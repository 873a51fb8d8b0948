//! # bankai-view — Viewer core for bankai
//!
//! This crate holds everything the viewer decides, with the terminal kept at
//! arm's length in `bankai-term`:
//!
//! - **[`document`]** — `Document` / `TextLine`, the read-only lines on screen
//! - **[`cursor`]** — `CursorState` and its viewport-clamped navigation
//! - **[`compose`]** — renders document + cursor into one frame buffer
//! - **[`session`]** — the render → decode → dispatch loop
//! - **[`error`]** — the viewer's error type

pub mod compose;
pub mod cursor;
pub mod document;
pub mod error;
pub mod session;

pub use error::{Error, Result};
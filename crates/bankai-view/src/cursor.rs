//! Cursor — the screen cell the user is pointing at.
//!
//! `CursorState` is a plain `(x, y)` pair in screen coordinates, 0-indexed.
//! It does not know about the document; navigation clamps against the
//! viewport only.
//!
//! # Bounds
//!
//! The lower bound is 0 on both axes. The upper bounds are asymmetric:
//!
//! - `MoveRight` stops at `x == cols` and `MoveDown` at `y == rows`, one
//!   cell past the last visible column/row. The terminal clamps the drawn
//!   cursor to the edge, so this is invisible until you move back, where it
//!   costs one extra keypress.
//! - `End` lands on `x == cols - 1`, the last visible column.

use bankai_term::input::Key;
use bankai_term::terminal::Size;

// ---------------------------------------------------------------------------
// CursorState
// ---------------------------------------------------------------------------

/// Cursor position in screen cells, 0-indexed.
#[derive(Debug, Clone, Copy, Default, PartialEq, Eq)]
pub struct CursorState {
    pub x: u16,
    pub y: u16,
}

impl CursorState {
    /// The top-left cell.
    pub const ORIGIN: Self = Self { x: 0, y: 0 };

    /// Create a cursor at `(x, y)`.
    #[inline]
    #[must_use]
    pub const fn new(x: u16, y: u16) -> Self {
        Self { x, y }
    }

    /// Apply a navigation key, returning the moved cursor.
    ///
    /// Non-navigation keys return the cursor unchanged.
    #[must_use]
    pub fn apply(self, key: Key, size: Size) -> Self {
        let mut next = self;
        match key {
            Key::MoveLeft => next.x = next.x.saturating_sub(1),
            Key::MoveRight => {
                if next.x < size.cols {
                    next.x += 1;
                }
            }
            Key::MoveUp => next.y = next.y.saturating_sub(1),
            Key::MoveDown => {
                if next.y < size.rows {
                    next.y += 1;
                }
            }
            Key::Home => next.x = 0,
            Key::End => next.x = size.cols.saturating_sub(1),
            // One step per row, so each step clamps like a single arrow.
            Key::PageUp => {
                for _ in 0..size.rows {
                    next = next.apply(Key::MoveUp, size);
                }
            }
            Key::PageDown => {
                for _ in 0..size.rows {
                    next = next.apply(Key::MoveDown, size);
                }
            }
            Key::Delete | Key::Literal(_) => {}
        }
        next
    }
}

// ---------------------------------------------------------------------------
// Tests
// ---------------------------------------------------------------------------

#[cfg(test)]
mod tests {
    use super::*;

    const SIZE: Size = Size::new(24, 80);

    fn at(x: u16, y: u16) -> CursorState {
        CursorState::new(x, y)
    }

    // -- Horizontal ---------------------------------------------------------

    #[test]
    fn left_at_zero_stays() {
        assert_eq!(at(0, 5).apply(Key::MoveLeft, SIZE), at(0, 5));
    }

    #[test]
    fn left_moves_one() {
        assert_eq!(at(10, 0).apply(Key::MoveLeft, SIZE), at(9, 0));
    }

    #[test]
    fn right_moves_one() {
        assert_eq!(at(3, 0).apply(Key::MoveRight, SIZE), at(4, 0));
    }

    #[test]
    fn right_reaches_one_past_last_column() {
        assert_eq!(at(79, 0).apply(Key::MoveRight, SIZE), at(80, 0));
    }

    #[test]
    fn right_at_cols_stays() {
        assert_eq!(at(80, 0).apply(Key::MoveRight, SIZE), at(80, 0));
    }

    #[test]
    fn home_goes_to_column_zero() {
        assert_eq!(at(42, 7).apply(Key::Home, SIZE), at(0, 7));
    }

    #[test]
    fn end_goes_to_last_column() {
        assert_eq!(at(0, 7).apply(Key::End, SIZE), at(79, 7));
    }

    #[test]
    fn end_is_idempotent() {
        assert_eq!(at(79, 0).apply(Key::End, SIZE), at(79, 0));
    }

    #[test]
    fn end_pulls_back_from_cols() {
        assert_eq!(at(80, 0).apply(Key::End, SIZE), at(79, 0));
    }

    #[test]
    fn end_on_zero_width_viewport() {
        assert_eq!(at(0, 0).apply(Key::End, Size::new(24, 0)), at(0, 0));
    }

    // -- Vertical -----------------------------------------------------------

    #[test]
    fn up_at_zero_stays() {
        assert_eq!(at(4, 0).apply(Key::MoveUp, SIZE), at(4, 0));
    }

    #[test]
    fn down_reaches_rows_and_stops() {
        let c = at(0, 23).apply(Key::MoveDown, SIZE);
        assert_eq!(c, at(0, 24));
        assert_eq!(c.apply(Key::MoveDown, SIZE), at(0, 24));
    }

    #[test]
    fn page_down_from_top_lands_on_rows() {
        assert_eq!(at(5, 0).apply(Key::PageDown, SIZE), at(5, 24));
    }

    #[test]
    fn page_up_from_middle_clamps_at_zero() {
        assert_eq!(at(5, 10).apply(Key::PageUp, SIZE), at(5, 0));
    }

    #[test]
    fn page_keys_leave_x_alone() {
        let c = at(33, 12);
        assert_eq!(c.apply(Key::PageDown, SIZE).x, 33);
        assert_eq!(c.apply(Key::PageUp, SIZE).x, 33);
    }

    // -- Ignored keys -------------------------------------------------------

    #[test]
    fn non_navigation_keys_are_ignored() {
        let c = at(12, 6);
        assert_eq!(c.apply(Key::Delete, SIZE), c);
        assert_eq!(c.apply(Key::Literal(b'x'), SIZE), c);
        assert_eq!(c.apply(Key::Literal(0x1B), SIZE), c);
    }

    #[test]
    fn default_is_origin() {
        assert_eq!(CursorState::default(), CursorState::ORIGIN);
    }
}
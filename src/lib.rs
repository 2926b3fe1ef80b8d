//! Neo2 layout with a TxBolt steno bridge for an ErgoDox-style split keyboard.
//!
//! This crate is only the layout core: the static layer tables, the key
//! macros that synthesize the Neo2 symbols a German host layout cannot
//! produce directly, the steno chord accumulator feeding the TxBolt serial
//! protocol, and the layer indicator LEDs.  Matrix scanning, debouncing, the
//! USB HID transport, and the active-layer bitmask all belong to the hosting
//! firmware, which drives this crate through two entry points (one per key
//! event, one per matrix scan) and provides the [`Host`] trait for everything
//! flowing the other way.

#![cfg_attr(not(any(feature = "std", test)), no_std)]

use arrayvec::ArrayVec;
use bitflags::bitflags;

pub use enumset::EnumSet;
pub use usbd_human_interface_device::page::Keyboard;

pub use crate::indicator::Led;
pub use crate::layout::macros::MacroId;
pub use crate::layout::txbolt::ChordBit;
pub use crate::layout::{Action, Layer, LayoutManager};

pub mod indicator;
pub mod keys;
pub mod layout;

#[cfg(test)]
mod testlog;

cfg_if::cfg_if! {
    if #[cfg(feature = "defmt")] {
        mod log {
            pub use defmt::info;
        }
    } else if #[cfg(feature = "log")] {
        mod log {
            pub use log::info;
        }
    } else {
        mod log {
            macro_rules! info {
                ($($arg:tt)*) => {{}};
            }
            pub(crate) use info;
        }
    }
}

/// Key events indicate keys going up or down, by scan position.
///
/// Positions at or past [`keys::NKEYS`] are ignored by the dispatch code.
#[derive(Clone, Copy, Eq, PartialEq, Debug)]
#[cfg_attr(feature = "defmt", derive(defmt::Format))]
pub enum KeyEvent {
    Press(u8),
    Release(u8),
}

impl KeyEvent {
    pub fn key(&self) -> u8 {
        match self {
            KeyEvent::Press(k) => *k,
            KeyEvent::Release(k) => *k,
        }
    }

    pub fn is_press(&self) -> bool {
        match self {
            KeyEvent::Press(_) => true,
            KeyEvent::Release(_) => false,
        }
    }
}

bitflags! {
    /// Modifiers held around a keycode when a table entry is sent.  RALT
    /// carries the AltGr symbols of the German host layout.
    #[derive(Clone, Copy, PartialEq, Eq, PartialOrd, Ord, Debug)]
    pub struct Mods: u8 {
        const SHIFT = 0b0000_0001;
        const CONTROL = 0b0000_0010;
        const ALT = 0b0000_0100;
        const GUI = 0b0000_1000;
        const RALT = 0b0001_0000;
    }
}

impl Mods {
    /// The keycodes to hold down for this modifier set.
    pub(crate) fn keys(self) -> ArrayVec<Keyboard, 5> {
        let mut keys = ArrayVec::new();
        if self.contains(Mods::SHIFT) {
            keys.push(Keyboard::LeftShift);
        }
        if self.contains(Mods::CONTROL) {
            keys.push(Keyboard::LeftControl);
        }
        if self.contains(Mods::ALT) {
            keys.push(Keyboard::LeftAlt);
        }
        if self.contains(Mods::GUI) {
            keys.push(Keyboard::LeftGUI);
        }
        if self.contains(Mods::RALT) {
            keys.push(Keyboard::RightAlt);
        }
        keys
    }
}

/// A primitive key operation handed to the host's HID path.
///
/// `Tap` is one logical press immediately followed by its release; macros are
/// built from taps, so holding a macro-backed key never autorepeats.
#[derive(Clone, Copy, Eq, PartialEq, Debug)]
#[cfg_attr(feature = "defmt", derive(defmt::Format))]
pub enum KeyOp {
    Press(Keyboard),
    Release(Keyboard),
    Tap(Keyboard),
}

/// Operations the layout core needs from the hosting firmware.
///
/// The firmware owns the layer bitmask; this core only reads it, and asks for
/// changes through the `layer_*` calls when a table action says so.  All of
/// these are expected to be non-blocking; `steno_byte` in particular is
/// fire-and-forget, a byte the transport drops is gone.
pub trait Host {
    /// Layers currently active.  The base layer is treated as always active
    /// regardless of what this returns.
    fn layer_state(&self) -> EnumSet<Layer>;

    /// Activate an overlay (momentary press edge).
    fn layer_on(&mut self, layer: Layer);

    /// Deactivate an overlay (momentary release edge).
    fn layer_off(&mut self, layer: Layer);

    /// Toggle an overlay.
    fn layer_toggle(&mut self, layer: Layer);

    /// Emit a primitive key operation.
    fn key(&mut self, op: KeyOp);

    /// Send one byte on the steno virtual serial link.
    fn steno_byte(&mut self, byte: u8);

    /// Drive one indicator LED.
    fn led(&mut self, led: Led, on: bool);

    /// Hand control to the firmware's reset/bootloader path.
    fn reset(&mut self);
}
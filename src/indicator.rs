//! Layer indicator LEDs.
//!
//! Driven from the per-scan hook, so the blink period follows the scan rate
//! rather than wall-clock time.  Every cycle starts from all LEDs off and
//! the topmost layer decides what to light: blinking while the Neo base
//! layer is active (a reminder that the host must be set to Neo2), solid
//! while the steno layer is on, dark otherwise.

use enumset::{EnumSet, EnumSetType};

use crate::layout::{top_layer, Layer};
use crate::Host;

/// The board's indicator LEDs.
#[derive(EnumSetType, Debug)]
#[cfg_attr(feature = "defmt", derive(defmt::Format))]
pub enum Led {
    Board,
    Right1,
    Right2,
    Right3,
}

/// Scan cycles per blink period, half on, half off.
const BLINK_PERIOD: u16 = 1000;

pub struct IndicatorManager {
    // Scans since the Neo layer became topmost.
    scan_no: u16,
}

impl IndicatorManager {
    pub fn new() -> Self {
        IndicatorManager { scan_no: 0 }
    }

    /// Drive the LEDs for one scan cycle.
    pub fn tick<H: Host>(&mut self, host: &mut H) {
        let layer = top_layer(host.layer_state());

        for led in EnumSet::<Led>::all() {
            host.led(led, false);
        }

        if layer == Layer::Neo {
            self.scan_no = self.scan_no.wrapping_add(1);
        } else {
            self.scan_no = 0;
        }

        match layer {
            Layer::Neo => {
                if self.scan_no % BLINK_PERIOD < BLINK_PERIOD / 2 {
                    host.led(Led::Board, true);
                }
            }
            Layer::TxBolt => host.led(Led::Board, true),
            _ => (),
        }
    }
}

impl Default for IndicatorManager {
    fn default() -> Self {
        IndicatorManager::new()
    }
}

################

How to complete this task
Repeat, character for character, the lines of the material above from the line with "Modifiers held around" through the line with "const GUI = 0b0000_1000;".

Solution for this exercise
    /// Modifiers held around a keycode when a table entry is sent.  RALT
    /// carries the AltGr symbols of the German host layout.
    #[derive(Clone, Copy, PartialEq, Eq, PartialOrd, Ord, Debug)]
    pub struct Mods: u8 {
        const SHIFT = 0b0000_0001;
        const CONTROL = 0b0000_0010;
        const ALT = 0b0000_0100;
        const GUI = 0b0000_1000;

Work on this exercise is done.